REQUIREMENT »
Scan the records for the string "lines", then copy each line that has it.

SUPPLIED ENTRIES »
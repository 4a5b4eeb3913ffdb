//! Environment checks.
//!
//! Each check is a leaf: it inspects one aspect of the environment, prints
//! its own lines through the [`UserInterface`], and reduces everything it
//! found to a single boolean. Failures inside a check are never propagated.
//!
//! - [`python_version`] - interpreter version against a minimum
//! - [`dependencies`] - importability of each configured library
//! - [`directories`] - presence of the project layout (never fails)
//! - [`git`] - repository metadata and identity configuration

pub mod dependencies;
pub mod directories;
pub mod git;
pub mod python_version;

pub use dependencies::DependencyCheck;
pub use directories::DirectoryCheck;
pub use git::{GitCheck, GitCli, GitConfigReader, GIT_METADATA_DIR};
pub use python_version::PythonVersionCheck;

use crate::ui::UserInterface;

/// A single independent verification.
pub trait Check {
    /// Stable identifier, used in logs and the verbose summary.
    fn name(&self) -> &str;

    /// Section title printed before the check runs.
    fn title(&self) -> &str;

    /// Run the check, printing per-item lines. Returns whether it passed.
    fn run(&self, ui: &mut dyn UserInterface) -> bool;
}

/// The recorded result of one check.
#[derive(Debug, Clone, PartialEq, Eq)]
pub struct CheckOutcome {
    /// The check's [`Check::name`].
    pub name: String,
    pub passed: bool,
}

...

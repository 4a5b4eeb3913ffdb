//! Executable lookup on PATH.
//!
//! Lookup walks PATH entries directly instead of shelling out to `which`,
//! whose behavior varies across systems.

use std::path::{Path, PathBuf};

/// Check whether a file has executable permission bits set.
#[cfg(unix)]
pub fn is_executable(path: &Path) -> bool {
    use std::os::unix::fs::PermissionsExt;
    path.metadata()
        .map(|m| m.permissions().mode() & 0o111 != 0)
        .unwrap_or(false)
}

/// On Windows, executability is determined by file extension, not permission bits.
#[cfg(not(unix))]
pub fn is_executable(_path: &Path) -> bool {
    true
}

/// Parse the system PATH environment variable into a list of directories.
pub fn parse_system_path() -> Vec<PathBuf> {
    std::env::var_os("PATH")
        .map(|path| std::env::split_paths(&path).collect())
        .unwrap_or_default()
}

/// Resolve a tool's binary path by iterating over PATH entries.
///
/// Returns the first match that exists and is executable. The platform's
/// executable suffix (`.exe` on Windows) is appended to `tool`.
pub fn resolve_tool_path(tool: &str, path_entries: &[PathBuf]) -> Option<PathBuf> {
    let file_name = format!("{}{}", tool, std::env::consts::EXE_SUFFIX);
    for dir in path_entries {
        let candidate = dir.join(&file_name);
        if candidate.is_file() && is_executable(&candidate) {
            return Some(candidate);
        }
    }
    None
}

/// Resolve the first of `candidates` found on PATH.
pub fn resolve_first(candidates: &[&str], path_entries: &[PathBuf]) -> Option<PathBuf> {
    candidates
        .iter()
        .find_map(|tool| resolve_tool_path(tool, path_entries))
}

RESPONSE AREA »
//! its own lines through the [`UserInterface`], and reduces everything it
    /// Run the check, printing per-item lines. Returns whether it passed.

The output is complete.